You’re originally from Ankara, Turkey, and you completed your B.A. and your M.F.A. at SUNY Buffalo. When did you move to Buffalo, and why?

I moved to the US and to Buffalo in 2001. I think the University of Buffalo was the only US school I applied to, everything else was in Canada. I don’t really remember why Buffalo, but I think I opted for the US as it would probably look better on my resume when I returned to Turkey. At the time, I didn’t think I would stay here. That was the fall of 2001, a couple weeks before 9/11.

That must have been a wild time to move to the US, especially from Turkey.

It was, but it was also very instructive in how it opened up Turkey as a country to me. We’re such a nationalistic country, and seeing a ton of flags and that kind of hateful discourse and patriotism was very recognizable. While I was naturally thinking of the United States’ position as a superpower at the time, and Turkey as an ally/subject of that superpower, it mostly opened up Turkey’s own history of oppression in the region.

When I moved here, I was already thinking about the possibilities of what film could do politically. Whether it could be a tool to mobilize people, and so on. Ever since then, I’ve gotten deeper and deeper into thinking about it. At the time, I was thinking about it in a very utilitarian way. Now, it’s more about, “Okay, so what are the possibilities in which media can help us think about our lives differently, and think about the structures that we’re around differently?”

Was there one experience that really brought to your attention the ways that film can mobilize people?

Well, in a negative way. I was at a sold-out screening of Fahrenheit 9/11, while also hanging out with a lot of anarchist crews. I got really, really disillusioned by the possibilities of large-scale, industrial films that play in movie theaters, to actually do anything. I don’t remember when Fahrenheit came out, a little before the 2004 election. Then, of course, George W. Bush got re-elected, and it was awful. Despite all that, despite all of the hundreds of thousands who got together to protest in DC against the Iraq War, it didn’t necessarily do anything. Which feels naive, but I was younger too.

At that point, I started thinking about working on a smaller scale. Instead of mass protests, what can we do amongst 10 people, or 20 people, or 30 people? That’s been much more generative, I find. Not in a direct, structural way, but more sort of like, believing that such a longing can be generative, giving, loving, transformative.

It’s about seeing something large that was meant to have monumental impact and did not, and so, deciding instead to do the work on a much more microscopic, in comparison, scale, and believing in making an impact long-term.

Yes, totally.
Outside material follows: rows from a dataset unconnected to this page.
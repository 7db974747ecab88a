//! Language-preserving NFA conversions.
//!
//! Each conversion establishes one structural normal form under the shared
//! [`Conversion`](crate::conversion::Conversion) contract:
//!
//! - [`EpsilonRemoval`]: no epsilon transitions remain.
//! - [`SingleInitialState`]: exactly one (generated) initial state.
//! - [`ReachableOnly`]: every state is reachable.
//! - [`PowerSetConstruction`]: deterministic and total (subset states).
//! - [`Minimization`]: no two distinct states are bisimilar (requires a
//!   deterministic, total input).

mod epsilon_removal;
mod minimize;
mod power_set;
mod reachable;
mod single_initial;

pub use epsilon_removal::EpsilonRemoval;
pub use minimize::Minimization;
pub use power_set::PowerSetConstruction;
pub use reachable::ReachableOnly;
pub use single_initial::SingleInitialState;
And, to play devil’s advocate to myself, there are certainly works of art that have influenced, in a sort of direct way, laws or policy, or an accumulation of voices helps influence that. At this point, I don’t really know about dismissing the utility, or lack thereof, of something like Fahrenheit 9/11. It’s just not something I’m interested in.

When you think about working on a smaller scale, what are some examples of that work? How does it manifest in the real world for you?
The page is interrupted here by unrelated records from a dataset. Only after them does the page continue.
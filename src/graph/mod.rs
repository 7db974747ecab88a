//! Labeled directed graphs as a uniform algorithm substrate.
//!
//! Automata expose an `as_graph()` view that materializes states as vertices
//! and transitions as labeled edges. Graph algorithms (reachability-style
//! walks, the bisimulation engine behind minimization) then run on this one
//! structure instead of each automaton kind separately.

mod bisimulation;

pub use bisimulation::bisimulation;

use indexmap::IndexSet;
use std::hash::Hash;

/// A directed edge carrying a label.
#[derive(Debug, Clone, PartialEq, Eq)]
pub struct LabeledEdge<V, L> {
    /// Source vertex.
    pub from: V,
    /// Edge label.
    pub label: L,
    /// Destination vertex.
    pub to: V,
}

/// A directed graph with labeled edges and insertion-ordered vertices.
#[derive(Debug, Clone)]
pub struct LabeledGraph<V: Clone + Eq + Hash, L> {
    vertices: IndexSet<V>,
    edges: Vec<LabeledEdge<V, L>>,
}

impl<V: Clone + Eq + Hash, L> LabeledGraph<V, L> {
    /// Create an empty graph.
    pub fn new() -> Self {
        Self {
            vertices: IndexSet::new(),
            edges: Vec::new(),
        }
    }

    /// Add a vertex. Adding an existing vertex is a no-op.
    pub fn add_vertex(&mut self, vertex: V) {
        self.vertices.insert(vertex);
    }

    /// Add an edge. Both endpoints are added as vertices if missing.
    pub fn add_edge(&mut self, from: V, label: L, to: V) {
        self.vertices.insert(from.clone());
        self.vertices.insert(to.clone());
        self.edges.push(LabeledEdge { from, label, to });
    }

    /// Iterate over the vertices in insertion order.
    pub fn vertices(&self) -> impl Iterator<Item = &V> {
        self.vertices.iter()
    }

    /// All edges, in insertion order.
    pub fn edges(&self) -> &[LabeledEdge<V, L>] {
        &self.edges
    }

    /// Edges leaving `vertex`.
    pub fn edges_from<'a>(&'a self, vertex: &'a V) -> impl Iterator<Item = &'a LabeledEdge<V, L>> {
        self.edges.iter().filter(move |edge| edge.from == *vertex)
    }

    /// Number of vertices.
    pub fn vertex_count(&self) -> usize {
        self.vertices.len()
    }
}

impl<V: Clone + Eq + Hash, L> Default for LabeledGraph<V, L> {
    fn default() -> Self {
        Self::new()
    }
}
The way it manifests for me is through holding attention over time, and trusting that work over time, one step at a time. That can be following an artist’s work over time and seeing how they change, how their work changes, and how their work changes relates over time. Or sort of trying, and not always successfully, but trying to provide certain structures where people can feel comfortable, and at ease, curious, generous. I’ve been trying to be much more deliberate about setting up Q&As, as they are one of the few public moments that organizations provide to audiences, where they can have a voice. So many Q&As tend to, somewhat understandably, prioritize the artist, but it really has to be for the whole room. There are so many bad Q&As, but some of my favorite moments have been witnessing conversations between artists, moderators, audiences, and guests.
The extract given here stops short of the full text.